== DESCRIPTION OF THE TASK ==
Reproduce all entries precisely, down to the last character.

(Collected data entries)

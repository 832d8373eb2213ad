/**
 * Server Initialization
 *
 * This module handles the initialization and setup of the Axum HTTP
 * server: gateway creation, database loading, and route configuration.
 *
 * # Initialization Process
 *
 * 1. Load optional services (database)
 * 2. Initialize the process-wide gateway
 * 3. Assemble the application state
 * 4. Create and configure the router
 */
use axum::Router;

use crate::backend::gateway::instance;
use crate::backend::routes::router::create_router;
use crate::backend::server::config::{load_database, upload_dir};
use crate::backend::server::state::AppState;

/// Create and configure the Axum application
///
/// # Error Handling
///
/// The function is designed to be resilient: a missing or unreachable
/// database leaves `db_pool` unset and the server comes up anyway,
/// limited to what works without storage.
pub async fn create_app() -> Router<()> {
    tracing::info!("Initializing huddle backend server");

    // Step 1: Load optional services
    let db_pool = load_database().await;

    // Step 2: Initialize the process-wide gateway
    // Notification fan-out from HTTP handlers reaches the same
    // instance through the singleton accessors
    let gateway = instance::get_or_init();

    // Step 3: Assemble app state
    let app_state = AppState {
        gateway,
        db_pool,
        upload_dir: upload_dir(),
    };

    // Step 4: Create router with all routes
    let app = create_router(app_state);

    tracing::info!("Router configured");

    app
}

== SOLUTION FOR THIS TASK ==
repository 832d8373eb2213ad
/**
 * Server Initialization
 *
 * This module handles the initialization and setup of the Axum HTTP
 * server: gateway creation, database loading, and route configuration.
 *
 * # Initialization Process
 *
 * 1. Load optional services (database)
 * 2. Initialize the process-wide gateway
 * 3. Assemble the application state
 * 4. Create and configure the router
 */
use axum::Router;

use crate::backend::gateway::instance;
use crate::backend::routes::router::create_router;
use crate::backend::server::config::{load_database, upload_dir};
use crate::backend::server::state::AppState;

/// Create and configure the Axum application
///
/// # Error Handling
///
/// The function is designed to be resilient: a missing or unreachable
/// database leaves `db_pool` unset and the server comes up anyway,
/// limited to what works without storage.
pub async fn create_app() -> Router<()> {
    tracing::info!("Initializing huddle backend server");

    // Step 1: Load optional services
    let db_pool = load_database().await;

    // Step 2: Initialize the process-wide gateway
    // Notification fan-out from HTTP handlers reaches the same
    // instance through the singleton accessors
    let gateway = instance::get_or_init();

    // Step 3: Assemble app state
    let app_state = AppState {
        gateway,
        db_pool,
        upload_dir: upload_dir(),
    };

    // Step 4: Create router with all routes
    let app = create_router(app_state);

    tracing::info!("Router configured");

    app
}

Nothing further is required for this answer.